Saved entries
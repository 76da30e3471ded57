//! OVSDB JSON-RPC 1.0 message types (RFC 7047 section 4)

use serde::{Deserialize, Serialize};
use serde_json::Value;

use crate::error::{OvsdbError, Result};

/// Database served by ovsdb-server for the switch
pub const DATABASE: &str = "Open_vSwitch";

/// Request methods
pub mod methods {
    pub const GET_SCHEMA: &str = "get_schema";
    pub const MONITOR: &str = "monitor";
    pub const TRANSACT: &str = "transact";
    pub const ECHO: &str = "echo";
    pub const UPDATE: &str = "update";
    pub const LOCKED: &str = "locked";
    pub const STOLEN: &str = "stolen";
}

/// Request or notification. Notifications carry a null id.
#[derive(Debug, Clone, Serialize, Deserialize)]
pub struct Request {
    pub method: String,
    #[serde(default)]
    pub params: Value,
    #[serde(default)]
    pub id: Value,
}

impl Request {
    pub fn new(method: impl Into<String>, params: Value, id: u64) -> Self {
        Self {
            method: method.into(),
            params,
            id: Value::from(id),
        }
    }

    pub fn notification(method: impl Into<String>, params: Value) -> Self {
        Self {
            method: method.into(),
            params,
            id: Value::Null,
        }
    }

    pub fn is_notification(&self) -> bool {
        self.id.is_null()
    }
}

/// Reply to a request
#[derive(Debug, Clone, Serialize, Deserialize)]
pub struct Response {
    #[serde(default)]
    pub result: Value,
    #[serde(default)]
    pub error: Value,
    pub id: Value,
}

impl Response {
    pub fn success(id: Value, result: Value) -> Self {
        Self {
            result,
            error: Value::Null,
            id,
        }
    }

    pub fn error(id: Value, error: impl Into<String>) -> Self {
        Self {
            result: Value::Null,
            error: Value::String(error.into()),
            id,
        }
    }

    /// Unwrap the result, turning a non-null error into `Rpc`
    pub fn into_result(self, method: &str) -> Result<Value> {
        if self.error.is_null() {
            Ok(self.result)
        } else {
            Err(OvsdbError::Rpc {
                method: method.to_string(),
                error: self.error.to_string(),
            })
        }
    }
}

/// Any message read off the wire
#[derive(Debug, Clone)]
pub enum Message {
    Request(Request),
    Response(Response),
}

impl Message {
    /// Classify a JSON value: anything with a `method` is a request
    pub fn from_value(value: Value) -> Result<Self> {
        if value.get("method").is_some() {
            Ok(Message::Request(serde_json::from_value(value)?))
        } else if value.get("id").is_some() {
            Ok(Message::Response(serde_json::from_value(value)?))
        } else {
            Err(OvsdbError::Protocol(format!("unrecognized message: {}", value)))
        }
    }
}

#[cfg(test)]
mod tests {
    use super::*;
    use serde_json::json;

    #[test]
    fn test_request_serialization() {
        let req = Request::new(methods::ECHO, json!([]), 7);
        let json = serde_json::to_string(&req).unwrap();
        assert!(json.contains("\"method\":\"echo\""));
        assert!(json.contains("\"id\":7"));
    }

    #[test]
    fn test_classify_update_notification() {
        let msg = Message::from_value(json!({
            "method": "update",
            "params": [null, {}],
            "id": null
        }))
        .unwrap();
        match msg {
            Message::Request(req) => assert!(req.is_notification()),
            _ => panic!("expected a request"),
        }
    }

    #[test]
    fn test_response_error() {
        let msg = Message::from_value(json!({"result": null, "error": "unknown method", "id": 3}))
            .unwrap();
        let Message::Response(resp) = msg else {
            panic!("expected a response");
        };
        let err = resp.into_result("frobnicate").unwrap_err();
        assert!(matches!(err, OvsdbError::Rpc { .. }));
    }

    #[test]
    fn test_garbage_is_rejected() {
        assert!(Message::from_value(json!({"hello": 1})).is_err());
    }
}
...
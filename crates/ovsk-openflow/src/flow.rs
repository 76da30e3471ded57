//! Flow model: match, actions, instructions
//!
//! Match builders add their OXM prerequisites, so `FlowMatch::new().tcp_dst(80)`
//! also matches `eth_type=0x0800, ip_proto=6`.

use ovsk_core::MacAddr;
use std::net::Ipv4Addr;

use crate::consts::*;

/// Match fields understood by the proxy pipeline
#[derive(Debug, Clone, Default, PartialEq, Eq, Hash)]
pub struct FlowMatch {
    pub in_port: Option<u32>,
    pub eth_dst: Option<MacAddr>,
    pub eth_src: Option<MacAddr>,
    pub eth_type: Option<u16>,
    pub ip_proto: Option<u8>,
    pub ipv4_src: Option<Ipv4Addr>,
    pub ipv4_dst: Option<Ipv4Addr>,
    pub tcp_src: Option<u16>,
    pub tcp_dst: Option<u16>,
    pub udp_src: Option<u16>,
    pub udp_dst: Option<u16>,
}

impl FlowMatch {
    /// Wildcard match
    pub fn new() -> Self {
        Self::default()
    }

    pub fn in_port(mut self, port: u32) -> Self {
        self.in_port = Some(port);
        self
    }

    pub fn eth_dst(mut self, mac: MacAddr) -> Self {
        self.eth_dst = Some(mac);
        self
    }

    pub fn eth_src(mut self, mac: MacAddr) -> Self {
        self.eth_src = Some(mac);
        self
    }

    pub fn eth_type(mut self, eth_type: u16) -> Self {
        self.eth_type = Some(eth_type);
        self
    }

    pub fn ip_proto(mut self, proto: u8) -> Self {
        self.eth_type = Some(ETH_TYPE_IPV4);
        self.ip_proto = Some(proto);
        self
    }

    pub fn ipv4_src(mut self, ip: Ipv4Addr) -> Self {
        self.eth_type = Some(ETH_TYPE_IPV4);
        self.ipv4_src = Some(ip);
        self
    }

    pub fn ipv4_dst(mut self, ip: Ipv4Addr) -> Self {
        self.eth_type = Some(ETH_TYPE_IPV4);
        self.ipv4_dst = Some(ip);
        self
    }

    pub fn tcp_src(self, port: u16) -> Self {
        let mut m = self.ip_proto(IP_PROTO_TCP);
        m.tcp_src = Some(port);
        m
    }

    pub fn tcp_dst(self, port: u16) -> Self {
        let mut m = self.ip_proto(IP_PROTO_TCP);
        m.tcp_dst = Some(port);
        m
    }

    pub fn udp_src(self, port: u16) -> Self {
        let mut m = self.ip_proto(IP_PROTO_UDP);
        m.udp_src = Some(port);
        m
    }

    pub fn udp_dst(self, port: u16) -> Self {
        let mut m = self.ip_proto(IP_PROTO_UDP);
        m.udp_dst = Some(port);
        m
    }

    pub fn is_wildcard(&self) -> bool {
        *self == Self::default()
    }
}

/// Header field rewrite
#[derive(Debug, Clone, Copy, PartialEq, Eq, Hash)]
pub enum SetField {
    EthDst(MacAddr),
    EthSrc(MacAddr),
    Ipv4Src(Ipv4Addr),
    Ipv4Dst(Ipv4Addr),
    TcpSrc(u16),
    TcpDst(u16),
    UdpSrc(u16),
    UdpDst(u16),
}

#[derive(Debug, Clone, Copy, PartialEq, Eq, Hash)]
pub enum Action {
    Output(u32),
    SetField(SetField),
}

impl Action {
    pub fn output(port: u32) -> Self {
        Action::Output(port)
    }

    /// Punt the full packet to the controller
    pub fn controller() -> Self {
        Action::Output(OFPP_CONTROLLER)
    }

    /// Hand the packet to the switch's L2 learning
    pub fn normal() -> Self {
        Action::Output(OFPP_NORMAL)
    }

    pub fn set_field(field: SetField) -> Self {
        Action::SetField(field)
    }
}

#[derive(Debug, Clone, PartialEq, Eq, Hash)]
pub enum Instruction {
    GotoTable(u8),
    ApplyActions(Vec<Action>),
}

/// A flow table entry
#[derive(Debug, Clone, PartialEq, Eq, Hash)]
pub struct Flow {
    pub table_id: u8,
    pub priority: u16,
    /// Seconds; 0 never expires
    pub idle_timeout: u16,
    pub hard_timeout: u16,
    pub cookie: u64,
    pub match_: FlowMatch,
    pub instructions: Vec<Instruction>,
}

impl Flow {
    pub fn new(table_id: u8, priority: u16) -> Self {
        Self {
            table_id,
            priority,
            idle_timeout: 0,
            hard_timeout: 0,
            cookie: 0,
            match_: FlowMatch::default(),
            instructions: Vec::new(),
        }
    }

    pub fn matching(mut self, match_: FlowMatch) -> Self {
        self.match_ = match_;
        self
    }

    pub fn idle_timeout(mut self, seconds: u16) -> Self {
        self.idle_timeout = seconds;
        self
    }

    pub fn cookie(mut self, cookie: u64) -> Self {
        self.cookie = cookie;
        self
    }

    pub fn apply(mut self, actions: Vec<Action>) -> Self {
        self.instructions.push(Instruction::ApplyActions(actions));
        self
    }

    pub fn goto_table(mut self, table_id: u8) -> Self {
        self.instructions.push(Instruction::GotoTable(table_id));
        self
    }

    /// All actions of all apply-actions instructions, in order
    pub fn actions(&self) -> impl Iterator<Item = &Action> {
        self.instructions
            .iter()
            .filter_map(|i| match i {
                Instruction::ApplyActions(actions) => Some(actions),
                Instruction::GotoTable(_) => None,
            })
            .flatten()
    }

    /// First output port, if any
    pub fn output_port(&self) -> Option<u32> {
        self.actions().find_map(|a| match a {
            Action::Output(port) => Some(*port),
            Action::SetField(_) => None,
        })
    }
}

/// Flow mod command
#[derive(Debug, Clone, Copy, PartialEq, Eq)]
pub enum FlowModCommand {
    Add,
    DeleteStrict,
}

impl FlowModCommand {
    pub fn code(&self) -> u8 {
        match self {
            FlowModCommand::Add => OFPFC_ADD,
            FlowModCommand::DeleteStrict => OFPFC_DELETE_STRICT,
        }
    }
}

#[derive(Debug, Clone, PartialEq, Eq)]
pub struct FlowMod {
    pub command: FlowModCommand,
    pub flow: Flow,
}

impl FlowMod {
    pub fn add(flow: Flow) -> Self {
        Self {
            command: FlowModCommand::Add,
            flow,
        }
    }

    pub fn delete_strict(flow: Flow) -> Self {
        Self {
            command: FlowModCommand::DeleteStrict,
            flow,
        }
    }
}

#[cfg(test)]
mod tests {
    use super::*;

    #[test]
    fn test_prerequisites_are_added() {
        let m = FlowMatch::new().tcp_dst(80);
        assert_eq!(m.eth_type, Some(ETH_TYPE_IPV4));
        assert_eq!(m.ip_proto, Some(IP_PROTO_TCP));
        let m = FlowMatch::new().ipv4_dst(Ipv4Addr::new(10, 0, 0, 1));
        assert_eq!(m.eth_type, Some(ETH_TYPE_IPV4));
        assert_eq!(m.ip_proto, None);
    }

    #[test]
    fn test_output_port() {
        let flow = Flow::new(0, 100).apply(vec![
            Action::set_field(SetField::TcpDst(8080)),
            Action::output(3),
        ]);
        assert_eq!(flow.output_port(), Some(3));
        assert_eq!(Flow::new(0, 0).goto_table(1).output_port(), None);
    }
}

▶ Your task
Within the records above, count the lines that include the string "PartialEq"; state the number and nothing else.

▶ Answer to this task
7